Question

Consider the steady, uni-directional, fully-developed, pressure-driven laminar flow of an incompressible Newtonian fluid through a circular pipe of inner radius \( 5.0 \, \text{cm} \). The magnitude of shear stress at the inner wall of the pipe is \( 0.1 \, \text{N} \, \text{m}^{-2} \). At a radial distance of \( 1.0 \, \text{cm} \) from the pipe axis, the magnitude of the shear stress, in \( \text{N} \, \text{m}^{-2} \), rounded off to 3 decimal places, is \_\_\_\_\_\_\_.

Hint:

For fully-developed laminar flow in a pipe, shear stress decreases linearly with radial distance from the wall to the pipe axis.

Answer 1

Step 1: Shear stress variation in a circular pipe. For steady, fully-developed, laminar flow in a circular pipe, the shear stress varies linearly with the radial position \( r \): \[ \tau(r) = \tau_w \left( 1 - \frac{r}{R} \right), \] where: - \( \tau_w \) is the shear stress at the inner wall, - \( R \) is the inner radius of the pipe, - \( r \) is the radial distance from the pipe axis. Step 2: Substitute the given values.

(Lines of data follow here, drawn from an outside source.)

use crate::topology::Direction;
use crate::util::*;

/// A `(rows + 2) x (cols + 2)` row-major buffer: the interior block a
/// process owns, surrounded by one ghost cell on every side.
/// Indexed by `(i, j)` in local coordinates, interior is `1..=rows`, `1..=cols`.
#[derive(Clone, Debug, PartialEq)]
pub struct LocalGrid {
    aabb: AABB<2>,
    buffer: Vec<f64>,
}

impl LocalGrid {
    /// `local` is the interior extent `[rows, cols]`.
    pub fn new(local: [usize; 2]) -> Self {
        let aabb = AABB::from_extent(
            vector![0, 0],
            vector![local[0] as i32 + 2, local[1] as i32 + 2],
        );
        LocalGrid {
            buffer: vec![0.0; aabb.buffer_size()],
            aabb,
        }
    }

    /// Interior rows.
    pub fn rows(&self) -> usize {
        self.aabb.exclusive_bounds()[0] as usize - 2
    }

    /// Interior columns.
    pub fn cols(&self) -> usize {
        self.aabb.exclusive_bounds()[1] as usize - 2
    }

    /// Row length including ghosts.
    pub fn width(&self) -> usize {
        self.cols() + 2
    }

    pub fn aabb(&self) -> &AABB<2> {
        &self.aabb
    }

    pub fn buffer(&self) -> &[f64] {
        &self.buffer
    }

    pub fn buffer_mut(&mut self) -> &mut [f64] {
        &mut self.buffer
    }

    pub fn row(&self, i: usize) -> &[f64] {
        let w = self.width();
        &self.buffer[i * w..(i + 1) * w]
    }

    /// The owned cells, without ghosts.
    pub fn interior(&self) -> AABB<2> {
        AABB::from_extent(
            vector![1, 1],
            vector![self.rows() as i32, self.cols() as i32],
        )
    }

    /// First or last interior row/column on side `direction`;
    /// what a neighbor on that side needs for its ghost border.
    pub fn edge(&self, direction: Direction) -> AABB<2> {
        let (r, c) = (self.rows() as i32, self.cols() as i32);
        match direction {
            Direction::North => AABB::new(matrix![1, 1; 1, c]),
            Direction::South => AABB::new(matrix![r, r; 1, c]),
            Direction::West => AABB::new(matrix![1, r; 1, 1]),
            Direction::East => AABB::new(matrix![1, r; c, c]),
        }
    }

    /// Ghost row/column on side `direction`, corners excluded.
    pub fn ghost(&self, direction: Direction) -> AABB<2> {
        let (r, c) = (self.rows() as i32, self.cols() as i32);
        match direction {
            Direction::North => AABB::new(matrix![0, 0; 1, c]),
            Direction::South => AABB::new(matrix![r + 1, r + 1; 1, c]),
            Direction::West => AABB::new(matrix![1, r; 0, 0]),
            Direction::East => AABB::new(matrix![1, r; c + 1, c + 1]),
        }
    }

    pub fn region(&self, aabb: &AABB<2>) -> StridedRegion {
        StridedRegion::from_aabb(aabb, &self.aabb)
    }

    pub fn pack(&self, aabb: &AABB<2>) -> Vec<f64> {
        self.region(aabb).pack(&self.buffer)
    }

    pub fn unpack(&mut self, aabb: &AABB<2>, data: &[f64]) {
        let region = self.region(aabb);
        region.unpack(data, &mut self.buffer);
    }

    pub fn copy_region_from(&mut self, other: &LocalGrid, aabb: &AABB<2>) {
        debug_assert_eq!(self.aabb, other.aabb);
        self.unpack(aabb, &other.pack(aabb));
    }
}

impl std::ops::Index<(usize, usize)> for LocalGrid {
    type Output = f64;

    #[inline]
    fn index(&self, (i, j): (usize, usize)) -> &f64 {
        &self.buffer[i * self.width() + j]
    }
}

impl std::ops::IndexMut<(usize, usize)> for LocalGrid {
    #[inline]
    fn index_mut(&mut self, (i, j): (usize, usize)) -> &mut f64 {
        let w = self.width();
        &mut self.buffer[i * w + j]
    }
}
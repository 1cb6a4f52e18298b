use crate::comm::*;
use crate::decomposition::{Decomposition, IterationBounds};
use crate::domain::*;
use crate::error::{DdsorError, Result};
use crate::halo::HaloExchange;
use crate::solver::SolverConfig;
use crate::stencil::{StencilKernel, StepContext};
use crate::topology::{CartesianTopology, Neighbors};
use crate::transport::{gather, scatter};
use std::time::{Duration, Instant};

/// Per-process view of a finished run.
#[derive(Copy, Clone, Debug, PartialEq)]
pub struct ProcessSummary {
    pub rank: usize,
    pub coords: [usize; 2],
    pub neighbors: Neighbors,
    pub bounds: IterationBounds,
    pub iterations: usize,
    pub converged: bool,
    /// Time spent inside the kernel, summed over iterations.
    pub computation_time: Duration,
    /// Barrier to barrier.
    pub total_time: Duration,
}

#[derive(Debug)]
pub struct ProcessOutcome {
    pub summary: ProcessSummary,
    /// Gathered grid, `ROOT` only.
    pub result: Option<GlobalGrid>,
    /// Slowest `(computation, total)` seconds over all processes.
    pub timings: (f64, f64),
}

/// Everything one process does from scatter to gather.
/// `global` is the initial grid on `ROOT` and `None` elsewhere.
pub fn run_process<C: Communicator>(
    comm: &C,
    config: &SolverConfig,
    decomposition: &Decomposition,
    topology: &CartesianTopology,
    kernel: &dyn StencilKernel,
    global: Option<GlobalGrid>,
) -> Result<ProcessOutcome> {
    let rank = comm.rank();
    let coords = topology.coords_of(rank).ok_or_else(|| {
        DdsorError::Config(format!("rank {} is outside the process grid", rank))
    })?;
    let neighbors = topology.neighbors(coords);
    let bounds = decomposition.iteration_bounds(topology, coords, &neighbors);
    let origin = decomposition.origin(coords);
    let halo = HaloExchange::new(neighbors);
    tracing::info!(rank, ?coords, "{} {}", neighbors, bounds);

    let mut buffers = DoubleBuffer::new(decomposition.local_extent());
    scatter(comm, decomposition, topology, global, &mut buffers)?;

    let ctx = StepContext {
        comm,
        halo: &halo,
        bounds,
        parity: (origin[0] + origin[1]) % 2,
        chunk_size: config.chunk_size,
    };

    comm.barrier()?;
    let start = Instant::now();
    let mut computation_time = Duration::ZERO;
    let mut converged = false;
    let mut t = 0;
    while t < config.max_iterations && !converged {
        buffers.swap();
        halo.exchange(comm, buffers.previous_mut())?;

        let compute = Instant::now();
        kernel.update(&ctx, &mut buffers)?;
        computation_time += compute.elapsed();

        if let Some(check) = &config.convergence {
            if check.due(t) {
                converged = check.test(comm, &buffers, &bounds)?;
                if converged && rank == ROOT {
                    tracing::info!(iteration = t, "converged");
                }
            }
        }
        t += 1;
    }
    let total_time = start.elapsed();
    tracing::info!(rank, iterations = t, "done computing");
    comm.barrier()?;

    let timings = (
        comm.all_reduce(computation_time.as_secs_f64(), ReduceOp::Max)?,
        comm.all_reduce(total_time.as_secs_f64(), ReduceOp::Max)?,
    );
    let result = gather(comm, decomposition, topology, buffers.current())?;

    Ok(ProcessOutcome {
        summary: ProcessSummary {
            rank,
            coords,
            neighbors,
            bounds,
            iterations: t,
            converged,
            computation_time,
            total_time,
        },
        result,
        timings,
    })
}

Given: \[ \tau_w = 0.1 \, \text{N} \, \text{m}^{-2}, \quad R = 5.0 \, \text{cm} = 0.05 \, \text{m}, \quad r = 1.0 \, \text{cm} = 0.01 \, \text{m}. \] Substitute into the equation: \[ \tau(r) = 0.1 \left( 1 - \frac{0.01}{0.05} \right). \] Step 3: Simplify the expression. \[ \tau(r) = 0.1 \left( 1 - 0.2 \right) = 0.1 \cdot 0.8 = 0.02 \, \text{N} \, \text{m}^{-2}. \] Step 4: Conclusion. The magnitude of the shear stress at \( r = 1.0 \, \text{cm} \) is \( 0.020 \, \text{N} \, \text{m}^{-2} \).